- Work task:
Scan the entries for lines with the word "Configuration" and copy those lines.
*** Study material Section Begins ***
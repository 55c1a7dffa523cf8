//! Error types for cache and session operations
//!
//! The store adapter reports failures through [`CacheError`]. The higher
//! level components (namespaced cache, conversation store) catch these at
//! their own boundary and degrade to a safe default, so most callers only
//! ever see them in logs.

use thiserror::Error;

/// Main error type for cache operations
#[derive(Error, Debug)]
pub enum CacheError {
    /// Connection error - store unreachable or connection dropped
    #[error("Connection error: {0}")]
    ConnectionError(String),

    /// Operation timeout
    #[error("Operation timed out after {timeout_ms}ms: {context}")]
    TimeoutError { timeout_ms: u64, context: String },

    /// Configuration error
    #[error("Configuration error: {0}")]
    ConfigError(String),

    /// Serialization/Deserialization error
    #[error("Serialization error: {0}")]
    SerializationError(String),

    /// Failure reported by an embedding provider
    #[error("Compute error: {0}")]
    ComputeError(String),

    /// Redis driver error (wrapper)
    #[error("Redis driver error: {0}")]
    DriverError(#[from] redis::RedisError),

    /// Generic error with context
    #[error("Error: {0}")]
    Other(String),
}

impl CacheError {
    /// Whether this error means the store could not be reached in time.
    pub fn is_connectivity(&self) -> bool {
        match self {
            CacheError::ConnectionError(_) | CacheError::TimeoutError { .. } => true,
            CacheError::DriverError(e) => e.is_io_error() || e.is_connection_dropped(),
            _ => false,
        }
    }
}

/// Result type alias for cache operations
pub type Result<T> = std::result::Result<T, CacheError>;

impl From<serde_json::Error> for CacheError {
    fn from(e: serde_json::Error) -> Self {
        CacheError::SerializationError(e.to_string())
    }
}

impl From<String> for CacheError {
    fn from(s: String) -> Self {
        CacheError::Other(s)
    }
}

impl From<&str> for CacheError {
    fn from(s: &str) -> Self {
        CacheError::Other(s.to_string())
    }
}

#[cfg(test)]
mod tests {
    use super::*;

    #[test]
    fn test_error_display() {
        let error = CacheError::ConnectionError("Failed to connect".to_string());
        assert_eq!(error.to_string(), "Connection error: Failed to connect");

        let timeout_error = CacheError::TimeoutError {
            timeout_ms: 3000,
            context: "GET conversation:u1:c1".to_string(),
        };
        assert!(timeout_error.to_string().contains("timed out after 3000ms"));
        assert!(timeout_error.to_string().contains("conversation:u1:c1"));
    }

    #[test]
    fn test_error_conversion() {
        let error: CacheError = "test error".into();
        assert!(matches!(error, CacheError::Other(_)));

        let error: CacheError = "test error".to_string().into();
        assert!(matches!(error, CacheError::Other(_)));

        let json_err = serde_json::from_str::<serde_json::Value>("{not json").unwrap_err();
        let error: CacheError = json_err.into();
        assert!(matches!(error, CacheError::SerializationError(_)));
    }

    #[test]
    fn test_connectivity_classification() {
        assert!(CacheError::ConnectionError("down".into()).is_connectivity());
        assert!(CacheError::TimeoutError {
            timeout_ms: 10,
            context: "PING".into()
        }
        .is_connectivity());
        assert!(!CacheError::SerializationError("bad".into()).is_connectivity());
        assert!(!CacheError::ComputeError("model".into()).is_connectivity());
    }
}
*** Study material Section Ends ***
- Response:
    /// Configuration error
    #[error("Configuration error: {0}")]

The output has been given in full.